Definition at line 9 of file tajd.cc.

◆ thetah() [1/2]

double Sequence::thetah ( const AlleleCountMatrix ac,
const std::int8_t  refstate 
)

Fay and Wu's $\hat\theta_H$.

Parameters
mAn AlleleCountMatrix
refstateThe ancestral state
Returns
double

See [2] for details.

Definition at line 117 of file thetah_thetal.cc.

◆ thetah() [2/2]

double Sequence::thetah ( const AlleleCountMatrix m,
const std::vector< std::int8_t > &  refstates 
)

Fay and Wu's $\hat\theta_H$.

Parameters
ma VariantMatrix
refstateVector of ancestral states.
Returns
double

See [2] for details.

Definition at line 123 of file thetah_thetal.cc.

◆ thetal() [1/2]

double Sequence::thetal ( const AlleleCountMatrix ac,
const std::int8_t  refstate 
)

Zeng et al. $\hat\theta_L$.

Parameters
mAn AlleleCountMatrix
refstateThe ancestral state
Returns
double

See [10] for details.

Definition at line 130 of file thetah_thetal.cc.

◆ thetal() [2/2]

double Sequence::thetal ( const AlleleCountMatrix m,
const std::vector< std::int8_t > &  refstates 
)

Zeng et al. $\hat\theta_L$.

Parameters
mAn AlleleCountMatrix
refstateVector of ancestral states.
Returns
double

See [10] for details.

Definition at line 136 of file thetah_thetal.cc.

◆ thetapi()

double Sequence::thetapi ( const AlleleCountMatrix ac)
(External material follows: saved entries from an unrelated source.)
//! In-memory engine for tests.
//!
//! Execs are interpreted instead of run. A `cd <folder> && timeout <n> <interp>
//! entrypoint` command reads the staged entrypoint from the bind directory and
//! runs it line by line:
//!
//! - `print <text>`  appends `<text>\n` to the output
//! - `write <name> <text>` writes a file next to the entrypoint
//! - `exit <code>`   stops with that exit code
//! - `hang`          behaves like a block killed by `timeout` (exit 124)
//!
//! `pip install` / `npm install` succeed unless the package name contains
//! `nonexistent`.

use super::{ContainerEngine, ContainerSpec, ContainerStatus, CpuCounters, EngineError, ExecOutput};
use async_trait::async_trait;
use std::collections::HashMap;
use std::path::PathBuf;
use std::sync::atomic::{AtomicUsize, Ordering};
use std::sync::Mutex;
use std::time::Duration;

#[derive(Debug, Clone)]
struct FakeContainer {
    bind_dir: PathBuf,
    running: bool,
    cpu: CpuCounters,
}

#[derive(Default)]
pub struct FakeEngine {
    containers: Mutex<HashMap<String, FakeContainer>>,
    pub creates: AtomicUsize,
    pub starts: AtomicUsize,
    pub restarts: AtomicUsize,
    pub stops: AtomicUsize,
    pub execs: Mutex<Vec<Vec<String>>>,
    create_delay: Option<Duration>,
    stop_delay: Option<Duration>,
    exec_delay: Option<Duration>,
    never_runs: bool,
}

impl FakeEngine {
    pub fn new() -> Self {
        Self::default()
    }

    /// Slow down `create` to widen race windows.
    pub fn with_create_delay(mut self, delay: Duration) -> Self {
        self.create_delay = Some(delay);
        self
    }

    /// Slow down `stop`, leaving the container running until it returns.
    pub fn with_stop_delay(mut self, delay: Duration) -> Self {
        self.stop_delay = Some(delay);
        self
    }

    /// Keep every entrypoint run in flight for `delay`.
    pub fn with_exec_delay(mut self, delay: Duration) -> Self {
        self.exec_delay = Some(delay);
        self
    }

    /// Containers accept `start` but never report running.
    pub fn never_running(mut self) -> Self {
        self.never_runs = true;
        self
    }

    pub fn create_count(&self) -> usize {
        self.creates.load(Ordering::SeqCst)
    }

    pub fn is_running(&self, name: &str) -> bool {
        self.containers
            .lock()
            .unwrap()
            .get(name)
            .is_some_and(|c| c.running)
    }

    /// Register a running container without going through `create`.
    pub fn insert_running(&self, name: &str, bind_dir: PathBuf) {
        self.containers.lock().unwrap().insert(
            name.to_string(),
            FakeContainer {
                bind_dir,
                running: true,
                cpu: CpuCounters::default(),
            },
        );
    }

    /// Advance a container's CPU counters by the given deltas.
    pub fn advance_cpu(&self, name: &str, container_delta: u64, system_delta: u64) {
        if let Some(c) = self.containers.lock().unwrap().get_mut(name) {
            c.cpu.container_usage += container_delta;
            c.cpu.system_usage += system_delta;
            c.cpu.online_cpus = 1;
        }
    }

    /// Remove a container behind the registry's back.
    pub fn vanish(&self, name: &str) {
        self.containers.lock().unwrap().remove(name);
    }

    pub fn exec_log(&self) -> Vec<Vec<String>> {
        self.execs.lock().unwrap().clone()
    }

    fn bind_dir(&self, name: &str) -> Result<PathBuf, EngineError> {
        self.containers
            .lock()
            .unwrap()
            .get(name)
            .map(|c| c.bind_dir.clone())
            .ok_or_else(|| EngineError::NotFound(name.to_string()))
    }
}

fn interpret(folder: &std::path::Path) -> ExecOutput {
    let source = match std::fs::read_to_string(folder.join("entrypoint")) {
        Ok(source) => source,
        Err(e) => {
            return ExecOutput {
                exit_code: 2,
                output: format!("can't open file 'entrypoint': {e}\n"),
            }
        }
    };
    let mut output = String::new();
    for line in source.lines() {
        let (op, rest) = line.split_once(' ').unwrap_or((line, ""));
        match op {
            "print" => {
                output.push_str(rest);
                output.push('\n');
            }
            "write" => {
                let (name, text) = rest.split_once(' ').unwrap_or((rest, ""));
                std::fs::write(folder.join(name), text).unwrap();
            }
            "exit" => {
                return ExecOutput {
                    exit_code: rest.trim().parse().unwrap_or(1),
                    output,
                }
            }
            "hang" => return ExecOutput { exit_code: 124, output },
            _ => {}
        }
    }
    ExecOutput { exit_code: 0, output }
}

#[async_trait]
impl ContainerEngine for FakeEngine {
    async fn ensure_image(&self, _image: &str) -> Result<(), EngineError> {
        Ok(())
    }

    async fn create(&self, spec: &ContainerSpec) -> Result<(), EngineError> {
        self.creates.fetch_add(1, Ordering::SeqCst);
        if let Some(delay) = self.create_delay {
            tokio::time::sleep(delay).await;
        }
        self.containers.lock().unwrap().insert(
            spec.name.clone(),
            FakeContainer {
                bind_dir: PathBuf::from(&spec.bind_dir),
                running: false,
                cpu: CpuCounters::default(),
            },
        );
        Ok(())
    }

    async fn inspect(&self, name: &str) -> Result<ContainerStatus, EngineError> {
        match self.containers.lock().unwrap().get(name) {
            Some(c) if c.running => Ok(ContainerStatus::Running),
            Some(_) => Ok(ContainerStatus::Stopped),
            None => Err(EngineError::NotFound(name.to_string())),
        }
    }

    async fn start(&self, name: &str) -> Result<(), EngineError> {
        self.starts.fetch_add(1, Ordering::SeqCst);
        let never_runs = self.never_runs;
        match self.containers.lock().unwrap().get_mut(name) {
            Some(c) => {
                c.running = !never_runs;
                Ok(())
            }
            None => Err(EngineError::NotFound(name.to_string())),
        }
    }

    async fn stop(&self, name: &str) -> Result<(), EngineError> {
        self.stops.fetch_add(1, Ordering::SeqCst);
        if let Some(delay) = self.stop_delay {
            tokio::time::sleep(delay).await;
        }
        match self.containers.lock().unwrap().get_mut(name) {
            Some(c) => {
                c.running = false;
                Ok(())
            }
            None => Err(EngineError::NotFound(name.to_string())),
        }
    }

    async fn restart(&self, name: &str) -> Result<(), EngineError> {
        self.restarts.fetch_add(1, Ordering::SeqCst);
        self.start(name).await
    }

    async fn exec(&self, name: &str, command: &[String]) -> Result<ExecOutput, EngineError> {
        let bind_dir = self.bind_dir(name)?;
        self.execs.lock().unwrap().push(command.to_vec());

        match command.first().map(String::as_str) {
            Some("pip") | Some("npm") => {
                let package = command.get(2).cloned().unwrap_or_default();
                if package.contains("nonexistent") {
                    Ok(ExecOutput {
                        exit_code: 1,
                        output: format!(
                            "ERROR: No matching distribution found for {package}\n"
                        ),
                    })
                } else {
                    Ok(ExecOutput {
                        exit_code: 0,
                        output: format!("Successfully installed {package}\n"),
                    })
                }
            }
            Some("sh") => {
                let script = command.get(2).cloned().unwrap_or_default();
                let folder = script
                    .strip_prefix("cd ")
                    .and_then(|rest| rest.split_once(" &&"))
                    .map(|(folder, _)| folder.to_string())
                    .unwrap_or_default();
                if let Some(delay) = self.exec_delay {
                    tokio::time::sleep(delay).await;
                }
                Ok(interpret(&bind_dir.join(folder)))
            }
            _ => Ok(ExecOutput {
                exit_code: 127,
                output: "command not found\n".to_string(),
            }),
        }
    }

    async fn stats(&self, name: &str) -> Result<CpuCounters, EngineError> {
        self.containers
            .lock()
            .unwrap()
            .get(name)
            .map(|c| c.cpu)
            .ok_or_else(|| EngineError::NotFound(name.to_string()))
    }
}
Mean pairwise differences.

Parameters
mAn AlleleCountMatrix
Returns
Mean pairwise differences
Note
Calcuated as sum over one minus site homozygosity

This function is included via Sequence/summstats.hpp, Sequence/summstats/classics.hpp or Sequence/summstats/thetapi.hpp

See [6] for details.

Definition at line 7 of file thetapi.cc.

◆ thetaw()

double Sequence::thetaw ( const AlleleCountMatrix ac)

Watterson's theta.

Parameters
mAn AlleleCountMatrix
Returns
Watterson's theta, a double
Note
For a site with $k$ states, $k-1$ is added to the number of inferred mutations. In other words, the calculation is based on the total number of mutations.

See [9] for details.

Definition at line 9 of file thetaw.cc.

◆ total_number_of_mutations()

std::uint32_t Sequence::total_number_of_mutations ( const AlleleCountMatrix m)

Total number of mutations in the sample.

Return $\sum_{i=0}^{i=m.nsites-1}I(i)$ where $I(i)$ is $k_i - 1$ if $k_i$, the number of states at the $i^{th}$ site, is greater than one, and zero otherwise.

Parameters
mAn AlleleCountMatrix
Returns
std::uint32_t

Definition at line 48 of file nvariablesites.cc.